In realtà tanto più è complessa ed articolata l’organizzazione interessata, tanto più sarà necessaria una profonda riprogettazione strutturale della stessa, che però avrebbe tempi e costi ben diversi rispetto al semplice tagliare qualche testa.
Inoltre le teste tagliate sovente sono vincolate ad obblighi di riservatezza per cui tengono la bocca chiusa su come siano andate realmente le cose.
Mi rendo conto che l’esposizione stia diventando noiosa: in premessa avevo assicurato che l’avrei ancorata a qualche esempio concreto e credo sia giunto il momento di farlo.
Il rapporto finale della Commissione Nazionale d’inchiesta sugli attentati dell’11 settembre pubblicato nel 2004 (Final Report of the National Commission on Terrorist Attacks Upon United States, meglio noto come 9/11 Commission Report) evidenzia, tra l’altro che:
1) tutte le informazioni che potevano far prevedere l’attacco erano in possesso dell’Intelligence Statunitense, ma il sovraccarico delle stesse ha impedito di enucleare quelle significative (signal to noise ratio).
2) la maggior parte degli analisti sotto pressione è rimasta ancorata ai propri convincimenti e cioè che al-Qaeda avrebbe colpito gli interessi americani all’estero, ma non sul suolo americano (distorsione di conferma, confirmation bias).
3) La Comunità di Intelligence degli Stati Uniti era frammentata in più di una dozzina di agenzie civili e militari, facenti capo a differenti istituzioni, dicasteri e strutture governative.
4) Formalmente il ruolo di coordinamento spettava al Direttore della CIA, ma questi gestiva il 20% del budget del comparto mentre la quota restante era in capo al Dipartimento della Difesa (articolo quinto, chi cià i sordi in mano…).

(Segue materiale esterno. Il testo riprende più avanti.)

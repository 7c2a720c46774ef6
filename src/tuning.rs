//! Data-driven game balance
//!
//! Every knob has a default from [`crate::consts`]. Partial JSON documents are
//! accepted; missing fields keep their defaults.

use serde::{Deserialize, Serialize};

use crate::consts::*;

/// Bilge pump balance
#[derive(Debug, Clone, PartialEq, Serialize, Deserialize)]
#[serde(default)]
pub struct BilgeTuning {
    pub duration_secs: u32,
    pub start_level: f32,
    pub shake_threshold: f32,
    pub pump_cooldown_ms: f64,
    pub pump_effect: f32,
    pub base_rising_speed: f32,
    pub rising_ramp: f32,
}

impl Default for BilgeTuning {
    fn default() -> Self {
        Self {
            duration_secs: BILGE_DURATION_SECS,
            start_level: BILGE_START_LEVEL,
            shake_threshold: BILGE_SHAKE_THRESHOLD,
            pump_cooldown_ms: BILGE_PUMP_COOLDOWN_MS,
            pump_effect: BILGE_PUMP_EFFECT,
            base_rising_speed: BILGE_BASE_RISING_SPEED,
            rising_ramp: BILGE_RISING_RAMP,
        }
    }
}

/// Cargo hold balance
#[derive(Debug, Clone, PartialEq, Serialize, Deserialize)]
#[serde(default)]
pub struct CargoTuning {
    pub duration_secs: u32,
    pub hold_radius_factor: f32,
    pub cargo_radius: f32,
    pub tilt_sensitivity: f32,
    pub friction: f32,
    pub spawn_interval_ms: f64,
    pub projectile_speed: f32,
    pub projectile_radius: f32,
    pub collision_epsilon: f32,
    pub offscreen_margin: f32,
}

impl Default for CargoTuning {
    fn default() -> Self {
        Self {
            duration_secs: CARGO_DURATION_SECS,
            hold_radius_factor: CARGO_HOLD_RADIUS_FACTOR,
            cargo_radius: CARGO_RADIUS,
            tilt_sensitivity: CARGO_TILT_SENSITIVITY,
            friction: CARGO_FRICTION,
            spawn_interval_ms: CARGO_SPAWN_INTERVAL_MS,
            projectile_speed: CARGO_PROJECTILE_SPEED,
            projectile_radius: CARGO_PROJECTILE_RADIUS,
            collision_epsilon: CARGO_COLLISION_EPSILON,
            offscreen_margin: CARGO_OFFSCREEN_MARGIN,
        }
    }
}

/// Torpedo run balance and field layout
#[derive(Debug, Clone, PartialEq, Serialize, Deserialize)]
#[serde(default)]
pub struct TorpedoTuning {
    pub torpedo_radius: f32,
    pub target_radius: f32,
    pub hazard_radius: f32,
    pub base_speed_y: f32,
    pub sensitivity_x: f32,
    pub regression_margin: f32,
    pub wall_thickness: f32,
    pub gap_width: f32,
    pub band_fractions: [f32; 2],
    pub oscillator_speed: f32,
    pub turbo_speed: f32,
    pub turbo_fractions: [f32; 2],
    pub random_hazards: usize,
    pub placement_attempts: u32,
    pub placement_safety: f32,
    pub start_inset: f32,
    pub target_inset: f32,
}

impl Default for TorpedoTuning {
    fn default() -> Self {
        Self {
            torpedo_radius: TORPEDO_RADIUS,
            target_radius: TORPEDO_TARGET_RADIUS,
            hazard_radius: TORPEDO_HAZARD_RADIUS,
            base_speed_y: TORPEDO_BASE_SPEED_Y,
            sensitivity_x: TORPEDO_SENSITIVITY_X,
            regression_margin: TORPEDO_REGRESSION_MARGIN,
            wall_thickness: TORPEDO_WALL_THICKNESS,
            gap_width: TORPEDO_GAP_WIDTH,
            band_fractions: TORPEDO_BAND_FRACTIONS,
            oscillator_speed: TORPEDO_OSCILLATOR_SPEED,
            turbo_speed: TORPEDO_TURBO_SPEED,
            turbo_fractions: TORPEDO_TURBO_FRACTIONS,
            random_hazards: TORPEDO_RANDOM_HAZARDS,
            placement_attempts: TORPEDO_PLACEMENT_ATTEMPTS,
            placement_safety: TORPEDO_PLACEMENT_SAFETY,
            start_inset: TORPEDO_START_INSET,
            target_inset: TORPEDO_TARGET_INSET,
        }
    }
}

/// Balance for all three minigames
#[derive(Debug, Clone, PartialEq, Default, Serialize, Deserialize)]
#[serde(default)]
pub struct Tuning {
    pub bilge: BilgeTuning,
    pub cargo: CargoTuning,
    pub torpedo: TorpedoTuning,
}

impl Tuning {
    /// Parse a (possibly partial) JSON document
    pub fn from_json(json: &str) -> Result<Self, serde_json::Error> {
        serde_json::from_str(json)
    }

    pub fn to_json_pretty(&self) -> Result<String, serde_json::Error> {
        serde_json::to_string_pretty(self)
    }

    /// Clamp out-of-domain values back into range, logging each correction
    pub fn sanitized(mut self) -> Self {
        self.bilge = self.bilge.sanitized();
        self.cargo = self.cargo.sanitized();
        self.torpedo = self.torpedo.sanitized();
        self
    }
}

fn non_negative(name: &str, value: f32) -> f32 {
    if value.is_finite() && value >= 0.0 {
        value
    } else {
        log::warn!("tuning: {} = {} is invalid, using 0", name, value);
        0.0
    }
}

fn at_least_one_second(name: &str, value: u32) -> u32 {
    if value == 0 {
        log::warn!("tuning: {} = 0, using 1", name);
        1
    } else {
        value
    }
}

impl BilgeTuning {
    pub fn sanitized(mut self) -> Self {
        self.duration_secs = at_least_one_second("bilge.duration_secs", self.duration_secs);
        if !(0.0..=1.0).contains(&self.start_level) {
            log::warn!("tuning: bilge.start_level = {} outside [0, 1]", self.start_level);
            self.start_level = self.start_level.clamp(0.0, 1.0);
        }
        self.shake_threshold = non_negative("bilge.shake_threshold", self.shake_threshold);
        self.pump_effect = non_negative("bilge.pump_effect", self.pump_effect);
        self.base_rising_speed = non_negative("bilge.base_rising_speed", self.base_rising_speed);
        self.rising_ramp = non_negative("bilge.rising_ramp", self.rising_ramp);
        if !(self.pump_cooldown_ms.is_finite() && self.pump_cooldown_ms >= 0.0) {
            log::warn!("tuning: bilge.pump_cooldown_ms = {} is invalid", self.pump_cooldown_ms);
            self.pump_cooldown_ms = BILGE_PUMP_COOLDOWN_MS;
        }
        self
    }
}

impl CargoTuning {
    pub fn sanitized(mut self) -> Self {
        self.duration_secs = at_least_one_second("cargo.duration_secs", self.duration_secs);
        self.hold_radius_factor = non_negative("cargo.hold_radius_factor", self.hold_radius_factor);
        self.cargo_radius = non_negative("cargo.cargo_radius", self.cargo_radius);
        self.tilt_sensitivity = non_negative("cargo.tilt_sensitivity", self.tilt_sensitivity);
        if !(self.friction > 0.0 && self.friction <= 1.0) {
            log::warn!("tuning: cargo.friction = {} outside (0, 1]", self.friction);
            self.friction = CARGO_FRICTION;
        }
        if !(self.spawn_interval_ms.is_finite() && self.spawn_interval_ms > 0.0) {
            log::warn!("tuning: cargo.spawn_interval_ms = {} is invalid", self.spawn_interval_ms);
            self.spawn_interval_ms = CARGO_SPAWN_INTERVAL_MS;
        }
        self.projectile_speed = non_negative("cargo.projectile_speed", self.projectile_speed);
        self.projectile_radius = non_negative("cargo.projectile_radius", self.projectile_radius);
        self.collision_epsilon = non_negative("cargo.collision_epsilon", self.collision_epsilon);
        self.offscreen_margin = non_negative("cargo.offscreen_margin", self.offscreen_margin);
        self
    }
}

impl TorpedoTuning {
    pub fn sanitized(mut self) -> Self {
        self.torpedo_radius = non_negative("torpedo.torpedo_radius", self.torpedo_radius);
        self.target_radius = non_negative("torpedo.target_radius", self.target_radius);
        self.hazard_radius = non_negative("torpedo.hazard_radius", self.hazard_radius);
        self.base_speed_y = non_negative("torpedo.base_speed_y", self.base_speed_y);
        self.sensitivity_x = non_negative("torpedo.sensitivity_x", self.sensitivity_x);
        self.regression_margin = non_negative("torpedo.regression_margin", self.regression_margin);
        self.wall_thickness = non_negative("torpedo.wall_thickness", self.wall_thickness);
        self.gap_width = non_negative("torpedo.gap_width", self.gap_width);
        self.oscillator_speed = non_negative("torpedo.oscillator_speed", self.oscillator_speed);
        self.turbo_speed = non_negative("torpedo.turbo_speed", self.turbo_speed);
        self.placement_safety = non_negative("torpedo.placement_safety", self.placement_safety);
        for f in self.band_fractions.iter_mut().chain(self.turbo_fractions.iter_mut()) {
            if !(0.0..=1.0).contains(&*f) {
                log::warn!("tuning: torpedo height fraction {} outside [0, 1]", f);
                *f = f.clamp(0.0, 1.0);
            }
        }
        self
    }
}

Il Direttore della CIA inoltre non aveva delega per gestire personale, risorse e progetti al di fuori della CIA.
5) le differenze più macroscopiche sotto il profilo organizzativo erano tra CIA ed FBI, la prima con un assetto accentrato mentre la seconda era fortemente decentralizzata con 56 uffici dislocati sul territorio, tutti con forti autonomie nel gestire priorità, risorse e personale.

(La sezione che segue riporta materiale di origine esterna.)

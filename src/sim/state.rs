//! Shared lifecycle and RNG types
//!
//! Every minigame walks the same lifecycle and owns its own generator.

use rand::SeedableRng;
use rand_pcg::Pcg32;
use serde::{Deserialize, Serialize};

/// Lifecycle of a single minigame round
#[derive(Debug, Clone, Copy, PartialEq, Eq, Default, Serialize, Deserialize)]
pub enum GameStatus {
    /// Created or reset; waiting for a usable viewport
    #[default]
    WaitingForSize,
    /// Round in progress, `step` mutates state
    Running,
    /// Player survived or reached the target
    Won,
    /// Run ended in failure
    Lost,
}

impl GameStatus {
    /// True once the round has been decided (Won or Lost)
    #[inline]
    pub fn is_terminal(self) -> bool {
        matches!(self, GameStatus::Won | GameStatus::Lost)
    }

    #[inline]
    pub fn is_running(self) -> bool {
        self == GameStatus::Running
    }
}

/// Generator seeded from OS entropy, for production rounds
pub fn entropy_rng() -> Pcg32 {
    Pcg32::from_rng(&mut rand::rng())
}

/// Generator with a fixed seed, for tests and replays
pub fn seeded_rng(seed: u64) -> Pcg32 {
    Pcg32::seed_from_u64(seed)
}

/// Viewport guard shared by every `initialize`
#[inline]
pub(crate) fn viewport_is_usable(width: f32, height: f32) -> bool {
    width > 0.0 && height > 0.0 && width.is_finite() && height.is_finite()
}

#[cfg(test)]
mod tests {
    use super::*;
    use rand::Rng;

    #[test]
    fn test_terminal_statuses() {
        assert!(!GameStatus::WaitingForSize.is_terminal());
        assert!(!GameStatus::Running.is_terminal());
        assert!(GameStatus::Won.is_terminal());
        assert!(GameStatus::Lost.is_terminal());
    }

    #[test]
    fn test_default_is_waiting() {
        assert_eq!(GameStatus::default(), GameStatus::WaitingForSize);
    }

    #[test]
    fn test_seeded_rng_repeats() {
        let mut a = seeded_rng(7);
        let mut b = seeded_rng(7);
        for _ in 0..16 {
            assert_eq!(a.random::<u32>(), b.random::<u32>());
        }
    }

    #[test]
    fn test_viewport_guard() {
        assert!(viewport_is_usable(320.0, 480.0));
        assert!(!viewport_is_usable(0.0, 480.0));
        assert!(!viewport_is_usable(320.0, -1.0));
        assert!(!viewport_is_usable(f32::NAN, 480.0));
    }
}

6) all’interno della stessa CIA era presente una netta demarcazione tra il Direttore delle Operazioni (responsabile della raccolta clandestina delle informazioni e delle operazioni sotto copertura) ed il Direttore dell’Intelligence (responsabile della produzione e della diffusione delle analisi di intelligence).
7) l’attentato dell’11 settembre fu agevolato anche da una falla presente tra le due principali organizzazioni di intelligence, la CIA e l’FBI: la prima è un’agenzia indipendente specializzata nell’attività all’estero e per legge non può raccogliere informazioni su cittadini statunitensi in patria né può svolgere attività di polizia o di sicurezza interna. L’FBI è invece un ente investigativo di polizia con una divisione per le attività di intelligence interna e controspionaggio. Gli attacchi dell’11 settembre pianificati all’estero, ma realizzati in territorio americano avvennero in una sorta di “terra di nessuno” tra gli ambiti di responsabilità dei due Enti (fonte: ISPI, Istituto per gli Studi di Politica Internazionale).

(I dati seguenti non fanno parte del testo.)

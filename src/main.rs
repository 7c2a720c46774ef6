//! Helm minigames headless driver
//!
//! Plays each minigame with a scripted bot on a synthetic 60 Hz clock and
//! reports the outcome. Useful for balance checks on new tuning files.

use std::fs;
use std::path::PathBuf;

use anyhow::{Context, Result, bail};
use clap::{Parser, ValueEnum};
use glam::{Vec2, Vec3};
use serde::Serialize;

use helm_minigames::sim::{
    BilgeSimulation, CargoSimulation, CargoState, Minigame, TorpedoSimulation, TorpedoState,
};
use helm_minigames::tuning::Tuning;

const FRAME_MS: f64 = 1000.0 / 60.0;

#[derive(Debug, Clone, Copy, PartialEq, Eq, ValueEnum)]
enum GameChoice {
    Bilge,
    Cargo,
    Torpedo,
    All,
}

#[derive(Debug, Parser)]
#[command(name = "helm-autoplay", about = "Run the helm minigames with scripted input")]
struct Args {
    /// Which minigame to play
    #[arg(long, value_enum, default_value_t = GameChoice::All)]
    game: GameChoice,
    /// Seed for projectile spawns and field layout (random if omitted)
    #[arg(long)]
    seed: Option<u64>,
    /// JSON tuning file; missing fields keep their defaults
    #[arg(long)]
    tuning: Option<PathBuf>,
    #[arg(long, default_value_t = 400.0)]
    width: f32,
    #[arg(long, default_value_t = 800.0)]
    height: f32,
    /// Give up after this many frames
    #[arg(long, default_value_t = 3600)]
    max_frames: u32,
    /// Print the final snapshot as JSON
    #[arg(long)]
    json: bool,
}

fn load_tuning(path: Option<&PathBuf>) -> Result<Tuning> {
    let Some(path) = path else {
        return Ok(Tuning::default());
    };
    let text = fs::read_to_string(path)
        .with_context(|| format!("reading tuning file {}", path.display()))?;
    let tuning = Tuning::from_json(&text)
        .with_context(|| format!("parsing tuning file {}", path.display()))?;
    Ok(tuning.sanitized())
}

/// Drive a minigame until it ends or the frame budget runs out
fn drive<G, F>(game: &mut G, args: &Args, mut bot: F) -> Result<(G::State, u32)>
where
    G: Minigame,
    F: FnMut(&G::State) -> G::Input,
{
    game.initialize(args.width, args.height, 0.0);
    if !game.status().is_running() {
        bail!("viewport {}x{} rejected", args.width, args.height);
    }
    let mut frame = 0;
    while game.status().is_running() && frame < args.max_frames {
        frame += 1;
        let input = bot(game.state());
        game.step(input, frame as f64 * FRAME_MS);
    }
    Ok((game.state().clone(), frame))
}

fn report<S: Serialize>(
    name: &str,
    status: impl std::fmt::Debug,
    frames: u32,
    state: &S,
    json: bool,
) -> Result<()> {
    log::info!("{}: {:?} after {} frames", name, status, frames);
    if json {
        println!("{}", serde_json::to_string_pretty(state).context("serializing snapshot")?);
    }
    Ok(())
}

/// Shake every ninth frame (150 ms, just past the pump cooldown)
fn play_bilge(args: &Args, tuning: &Tuning) -> Result<()> {
    const RESTING: Vec3 = Vec3::new(0.0, 0.0, 9.81);
    const SHAKE: Vec3 = Vec3::new(18.0, 6.0, 9.81);

    let mut game = BilgeSimulation::new(tuning.bilge.clone());
    let mut frame = 0u32;
    let (state, frames) = drive(&mut game, args, |_| {
        frame += 1;
        if frame % 9 == 0 { SHAKE } else { RESTING }
    })?;
    report("bilge", state.status, frames, &state, args.json)
}

/// Lean back toward the center and away from the closest incoming projectile
fn cargo_bot(state: &CargoState) -> Vec2 {
    let mut tilt = (state.screen_center - state.cargo_position) * 0.01;
    if let Some(threat) = state
        .projectiles
        .iter()
        .min_by(|a, b| {
            let da = a.position.distance_squared(state.cargo_position);
            let db = b.position.distance_squared(state.cargo_position);
            da.total_cmp(&db)
        })
        .filter(|p| p.position.distance(state.cargo_position) < 160.0)
    {
        // Sidestep perpendicular to its flight path
        let side = threat.velocity.perp().normalize_or_zero();
        let away = state.cargo_position - threat.position;
        let dodge = if side.dot(away) >= 0.0 { side } else { -side };
        tilt += dodge * 2.0;
    }
    tilt.clamp_length_max(3.0)
}

fn play_cargo(args: &Args, tuning: &Tuning) -> Result<()> {
    let mut game = match args.seed {
        Some(seed) => CargoSimulation::with_seed(tuning.cargo.clone(), seed),
        None => CargoSimulation::new(tuning.cargo.clone()),
    };
    let (state, frames) = drive(&mut game, args, cargo_bot)?;
    report("cargo", (state.status, state.loss), frames, &state, args.json)
}

/// Aim for the gap in the next band above, then for the target
fn torpedo_bot(state: &TorpedoState, width: f32) -> f32 {
    let position = state.torpedo_position;
    let band_y = state
        .walls
        .iter()
        .filter(|w| w.min.y < position.y)
        .map(|w| w.min.y)
        .fold(f32::NEG_INFINITY, f32::max);

    let aim_x = if band_y.is_finite() {
        let mut gap_start = 0.0f32;
        let mut gap_end = width;
        for wall in state.walls.iter().filter(|w| w.min.y == band_y) {
            if wall.min.x <= 0.0 {
                gap_start = gap_start.max(wall.max.x);
            } else {
                gap_end = gap_end.min(wall.min.x);
            }
        }
        (gap_start + gap_end) / 2.0
    } else {
        state.target_position.x
    };
    ((aim_x - position.x) * 0.1).clamp(-1.5, 1.5)
}

fn play_torpedo(args: &Args, tuning: &Tuning) -> Result<()> {
    let mut game = match args.seed {
        Some(seed) => TorpedoSimulation::with_seed(tuning.torpedo.clone(), seed),
        None => TorpedoSimulation::new(tuning.torpedo.clone()),
    };
    let width = args.width;
    let (state, frames) = drive(&mut game, args, |s| torpedo_bot(s, width))?;
    report("torpedo", (state.status, state.loss), frames, &state, args.json)
}

fn main() -> Result<()> {
    #[cfg(not(target_arch = "wasm32"))]
    env_logger::Builder::from_env(env_logger::Env::default().default_filter_or("info")).init();

    let args = Args::parse();
    let tuning = load_tuning(args.tuning.as_ref())?;
    log::info!(
        "helm-autoplay: {:?} on {}x{}, seed {:?}",
        args.game,
        args.width,
        args.height,
        args.seed
    );

    if matches!(args.game, GameChoice::Bilge | GameChoice::All) {
        play_bilge(&args, &tuning)?;
    }
    if matches!(args.game, GameChoice::Cargo | GameChoice::All) {
        play_cargo(&args, &tuning)?;
    }
    if matches!(args.game, GameChoice::Torpedo | GameChoice::All) {
        play_torpedo(&args, &tuning)?;
    }
    Ok(())
}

Potrei dilungarmi allargando l’analisi ai fattori politici, ma uscirei dal sentiero prettamente organizzativo che mi ero prefissato aggiungendo poco a ciò che intendevo illustrare.
Credo quindi di aver dimostrato con sufficienti argomenti perché al-Qaeda abbia ritenuto più semplice attaccare gli Stati Uniti d’America…piuttosto che il fornaio con il garzone manesco.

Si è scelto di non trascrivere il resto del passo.